**Data for analysis:**
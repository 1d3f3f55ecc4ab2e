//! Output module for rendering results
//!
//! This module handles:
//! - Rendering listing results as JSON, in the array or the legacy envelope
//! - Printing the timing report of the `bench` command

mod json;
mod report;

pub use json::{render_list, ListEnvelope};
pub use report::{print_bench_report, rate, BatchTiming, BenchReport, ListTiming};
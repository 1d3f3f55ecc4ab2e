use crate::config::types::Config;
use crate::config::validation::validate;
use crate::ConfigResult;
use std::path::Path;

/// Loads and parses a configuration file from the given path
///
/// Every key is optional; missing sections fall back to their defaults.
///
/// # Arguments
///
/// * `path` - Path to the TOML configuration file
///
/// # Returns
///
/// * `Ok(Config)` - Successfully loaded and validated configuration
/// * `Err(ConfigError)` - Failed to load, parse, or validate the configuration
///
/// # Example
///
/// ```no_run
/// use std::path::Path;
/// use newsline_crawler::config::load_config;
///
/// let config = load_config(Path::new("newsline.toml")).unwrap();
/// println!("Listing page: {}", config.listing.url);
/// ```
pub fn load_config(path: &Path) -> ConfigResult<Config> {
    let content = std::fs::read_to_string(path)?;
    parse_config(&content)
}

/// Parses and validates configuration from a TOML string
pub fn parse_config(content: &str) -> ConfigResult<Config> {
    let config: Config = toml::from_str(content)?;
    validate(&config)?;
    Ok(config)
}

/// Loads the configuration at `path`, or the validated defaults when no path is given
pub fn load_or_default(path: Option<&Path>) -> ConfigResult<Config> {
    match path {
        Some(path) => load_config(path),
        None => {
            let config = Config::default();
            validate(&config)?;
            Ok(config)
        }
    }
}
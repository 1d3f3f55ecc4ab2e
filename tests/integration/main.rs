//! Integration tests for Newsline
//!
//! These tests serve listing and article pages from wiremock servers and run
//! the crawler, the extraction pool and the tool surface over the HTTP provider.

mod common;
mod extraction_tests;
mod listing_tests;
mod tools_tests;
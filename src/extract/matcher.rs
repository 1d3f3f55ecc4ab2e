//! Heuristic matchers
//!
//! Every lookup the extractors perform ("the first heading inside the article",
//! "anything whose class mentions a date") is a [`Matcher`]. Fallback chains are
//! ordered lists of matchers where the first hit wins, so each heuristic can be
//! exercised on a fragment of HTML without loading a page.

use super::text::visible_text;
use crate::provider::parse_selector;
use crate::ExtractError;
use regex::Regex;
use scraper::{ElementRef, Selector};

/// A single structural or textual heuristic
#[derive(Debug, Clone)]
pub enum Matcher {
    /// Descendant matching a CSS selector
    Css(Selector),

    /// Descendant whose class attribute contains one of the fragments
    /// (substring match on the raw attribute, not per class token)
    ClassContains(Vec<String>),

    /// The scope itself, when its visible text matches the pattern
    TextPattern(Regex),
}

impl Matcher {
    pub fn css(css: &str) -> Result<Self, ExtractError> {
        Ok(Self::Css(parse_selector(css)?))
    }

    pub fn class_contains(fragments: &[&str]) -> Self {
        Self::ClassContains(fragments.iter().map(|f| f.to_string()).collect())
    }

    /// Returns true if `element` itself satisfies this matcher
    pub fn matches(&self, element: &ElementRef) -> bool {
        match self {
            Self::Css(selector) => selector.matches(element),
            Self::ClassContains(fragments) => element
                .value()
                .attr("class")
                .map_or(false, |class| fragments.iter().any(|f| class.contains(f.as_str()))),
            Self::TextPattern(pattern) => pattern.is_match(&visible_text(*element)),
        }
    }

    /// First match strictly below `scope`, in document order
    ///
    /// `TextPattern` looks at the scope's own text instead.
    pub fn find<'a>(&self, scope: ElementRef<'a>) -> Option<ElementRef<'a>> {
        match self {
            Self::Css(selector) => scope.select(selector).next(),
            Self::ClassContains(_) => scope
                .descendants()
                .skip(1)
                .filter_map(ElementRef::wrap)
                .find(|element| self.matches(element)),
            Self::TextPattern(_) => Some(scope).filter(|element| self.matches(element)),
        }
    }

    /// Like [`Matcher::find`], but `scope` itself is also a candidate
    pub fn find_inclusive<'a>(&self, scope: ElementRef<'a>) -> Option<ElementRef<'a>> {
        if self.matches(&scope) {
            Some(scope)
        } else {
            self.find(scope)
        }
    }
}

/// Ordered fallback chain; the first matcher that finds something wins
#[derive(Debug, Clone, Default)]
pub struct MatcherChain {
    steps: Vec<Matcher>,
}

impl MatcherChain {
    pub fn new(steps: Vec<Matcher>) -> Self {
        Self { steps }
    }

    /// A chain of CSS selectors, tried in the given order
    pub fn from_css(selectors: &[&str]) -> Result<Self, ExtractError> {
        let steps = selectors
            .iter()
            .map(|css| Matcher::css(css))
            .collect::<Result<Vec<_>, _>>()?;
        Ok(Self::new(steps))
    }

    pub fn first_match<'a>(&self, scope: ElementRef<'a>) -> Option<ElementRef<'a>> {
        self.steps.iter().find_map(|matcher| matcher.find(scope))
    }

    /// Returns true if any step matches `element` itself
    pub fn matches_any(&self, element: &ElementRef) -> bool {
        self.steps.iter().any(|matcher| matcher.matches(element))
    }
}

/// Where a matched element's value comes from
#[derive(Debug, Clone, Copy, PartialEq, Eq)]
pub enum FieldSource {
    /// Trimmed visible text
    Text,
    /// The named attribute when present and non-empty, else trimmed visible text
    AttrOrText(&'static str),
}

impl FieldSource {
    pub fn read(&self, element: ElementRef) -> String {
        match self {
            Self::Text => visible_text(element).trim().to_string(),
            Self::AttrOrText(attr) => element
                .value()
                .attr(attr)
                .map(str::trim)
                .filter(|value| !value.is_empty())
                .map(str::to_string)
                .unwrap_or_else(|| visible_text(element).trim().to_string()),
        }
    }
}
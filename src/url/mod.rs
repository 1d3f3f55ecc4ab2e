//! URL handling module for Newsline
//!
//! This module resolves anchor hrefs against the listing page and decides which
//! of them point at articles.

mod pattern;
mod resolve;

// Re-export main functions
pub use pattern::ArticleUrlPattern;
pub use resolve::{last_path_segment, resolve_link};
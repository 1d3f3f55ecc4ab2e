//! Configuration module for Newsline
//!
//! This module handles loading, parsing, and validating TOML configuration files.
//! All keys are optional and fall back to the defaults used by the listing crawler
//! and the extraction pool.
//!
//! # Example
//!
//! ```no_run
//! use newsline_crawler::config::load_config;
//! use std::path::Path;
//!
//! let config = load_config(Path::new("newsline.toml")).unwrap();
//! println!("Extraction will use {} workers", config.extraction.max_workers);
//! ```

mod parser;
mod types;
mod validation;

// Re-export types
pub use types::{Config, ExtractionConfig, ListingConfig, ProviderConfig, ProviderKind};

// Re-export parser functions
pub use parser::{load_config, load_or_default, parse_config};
* * *
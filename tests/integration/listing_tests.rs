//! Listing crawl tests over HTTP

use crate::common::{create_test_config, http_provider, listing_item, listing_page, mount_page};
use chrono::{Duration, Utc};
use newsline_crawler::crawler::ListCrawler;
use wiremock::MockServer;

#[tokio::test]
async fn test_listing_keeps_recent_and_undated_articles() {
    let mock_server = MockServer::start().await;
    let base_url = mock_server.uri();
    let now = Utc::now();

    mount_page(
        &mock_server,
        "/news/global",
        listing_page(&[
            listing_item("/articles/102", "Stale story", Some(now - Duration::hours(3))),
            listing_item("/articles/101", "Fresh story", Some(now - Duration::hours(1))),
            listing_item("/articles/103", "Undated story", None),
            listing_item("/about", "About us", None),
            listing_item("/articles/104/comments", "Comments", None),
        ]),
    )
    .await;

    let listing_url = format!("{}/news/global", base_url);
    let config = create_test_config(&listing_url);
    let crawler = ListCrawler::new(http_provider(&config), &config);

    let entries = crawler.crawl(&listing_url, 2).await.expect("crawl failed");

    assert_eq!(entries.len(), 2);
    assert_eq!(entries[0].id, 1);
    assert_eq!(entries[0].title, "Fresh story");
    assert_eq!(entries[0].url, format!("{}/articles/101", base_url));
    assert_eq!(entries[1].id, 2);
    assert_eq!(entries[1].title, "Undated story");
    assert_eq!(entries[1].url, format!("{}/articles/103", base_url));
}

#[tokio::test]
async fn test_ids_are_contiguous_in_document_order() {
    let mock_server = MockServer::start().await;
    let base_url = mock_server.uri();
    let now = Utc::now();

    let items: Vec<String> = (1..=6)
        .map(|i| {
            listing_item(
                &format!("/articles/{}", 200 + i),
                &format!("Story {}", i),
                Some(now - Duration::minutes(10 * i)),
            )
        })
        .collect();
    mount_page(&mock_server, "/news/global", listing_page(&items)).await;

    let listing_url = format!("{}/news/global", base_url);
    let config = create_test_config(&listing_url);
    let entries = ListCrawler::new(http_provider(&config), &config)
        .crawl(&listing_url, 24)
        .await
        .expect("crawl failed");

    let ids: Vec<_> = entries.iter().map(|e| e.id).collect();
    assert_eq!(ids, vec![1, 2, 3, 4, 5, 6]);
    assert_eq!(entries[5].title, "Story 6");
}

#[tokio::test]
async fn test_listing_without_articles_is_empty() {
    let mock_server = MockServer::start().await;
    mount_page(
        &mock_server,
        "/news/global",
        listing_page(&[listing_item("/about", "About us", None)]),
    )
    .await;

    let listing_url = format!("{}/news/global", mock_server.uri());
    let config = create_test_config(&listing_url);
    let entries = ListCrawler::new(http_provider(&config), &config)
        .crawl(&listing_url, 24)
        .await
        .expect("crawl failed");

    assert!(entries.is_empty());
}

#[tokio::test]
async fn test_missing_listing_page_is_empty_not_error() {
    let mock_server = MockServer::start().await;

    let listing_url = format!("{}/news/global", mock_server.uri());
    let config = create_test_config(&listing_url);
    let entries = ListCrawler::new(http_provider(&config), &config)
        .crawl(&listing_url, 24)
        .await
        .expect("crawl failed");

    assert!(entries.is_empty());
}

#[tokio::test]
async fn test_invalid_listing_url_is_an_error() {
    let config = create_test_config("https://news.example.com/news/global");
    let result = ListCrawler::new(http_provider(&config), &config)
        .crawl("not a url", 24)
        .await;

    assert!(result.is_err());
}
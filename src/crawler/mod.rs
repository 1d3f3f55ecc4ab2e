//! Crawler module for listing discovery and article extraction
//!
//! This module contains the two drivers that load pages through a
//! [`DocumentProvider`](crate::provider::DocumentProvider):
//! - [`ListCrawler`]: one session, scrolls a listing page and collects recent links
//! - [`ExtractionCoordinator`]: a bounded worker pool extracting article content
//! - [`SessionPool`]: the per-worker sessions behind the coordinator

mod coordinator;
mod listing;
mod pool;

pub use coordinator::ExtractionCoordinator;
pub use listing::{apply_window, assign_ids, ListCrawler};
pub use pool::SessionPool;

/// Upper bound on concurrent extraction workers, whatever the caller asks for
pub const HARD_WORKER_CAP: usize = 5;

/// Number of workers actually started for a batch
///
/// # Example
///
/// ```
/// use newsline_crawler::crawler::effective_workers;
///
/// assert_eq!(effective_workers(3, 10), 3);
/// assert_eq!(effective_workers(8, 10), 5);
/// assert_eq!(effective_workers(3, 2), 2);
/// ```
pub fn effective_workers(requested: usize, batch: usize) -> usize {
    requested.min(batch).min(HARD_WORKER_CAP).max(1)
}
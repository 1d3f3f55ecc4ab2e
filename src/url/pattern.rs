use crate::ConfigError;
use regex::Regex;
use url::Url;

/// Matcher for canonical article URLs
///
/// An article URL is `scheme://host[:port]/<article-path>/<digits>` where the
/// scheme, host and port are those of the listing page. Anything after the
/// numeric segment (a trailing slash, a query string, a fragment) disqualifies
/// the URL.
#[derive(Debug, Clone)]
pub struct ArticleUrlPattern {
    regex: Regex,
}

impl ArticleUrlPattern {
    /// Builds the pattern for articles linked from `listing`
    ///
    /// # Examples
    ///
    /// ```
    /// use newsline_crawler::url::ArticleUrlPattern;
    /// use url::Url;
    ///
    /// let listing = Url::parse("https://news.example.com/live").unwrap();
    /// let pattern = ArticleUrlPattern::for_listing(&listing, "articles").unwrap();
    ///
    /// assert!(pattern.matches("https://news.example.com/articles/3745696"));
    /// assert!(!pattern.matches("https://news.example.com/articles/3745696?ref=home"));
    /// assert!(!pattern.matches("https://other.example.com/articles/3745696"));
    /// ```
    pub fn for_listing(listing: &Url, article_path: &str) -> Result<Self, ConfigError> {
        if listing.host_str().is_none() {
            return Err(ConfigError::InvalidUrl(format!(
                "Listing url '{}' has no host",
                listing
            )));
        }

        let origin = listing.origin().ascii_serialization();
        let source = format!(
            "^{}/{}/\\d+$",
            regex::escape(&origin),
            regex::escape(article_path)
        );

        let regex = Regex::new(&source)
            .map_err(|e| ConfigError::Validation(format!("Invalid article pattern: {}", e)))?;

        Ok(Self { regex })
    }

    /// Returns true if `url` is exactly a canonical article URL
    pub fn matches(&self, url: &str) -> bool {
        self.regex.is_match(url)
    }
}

**Assignment:**
Where does the word "Every" appear in the listing? List each line that holds it.

**Your solution:**
/// Every key is optional; missing sections fall back to their defaults.
//! Every lookup the extractors perform ("the first heading inside the article",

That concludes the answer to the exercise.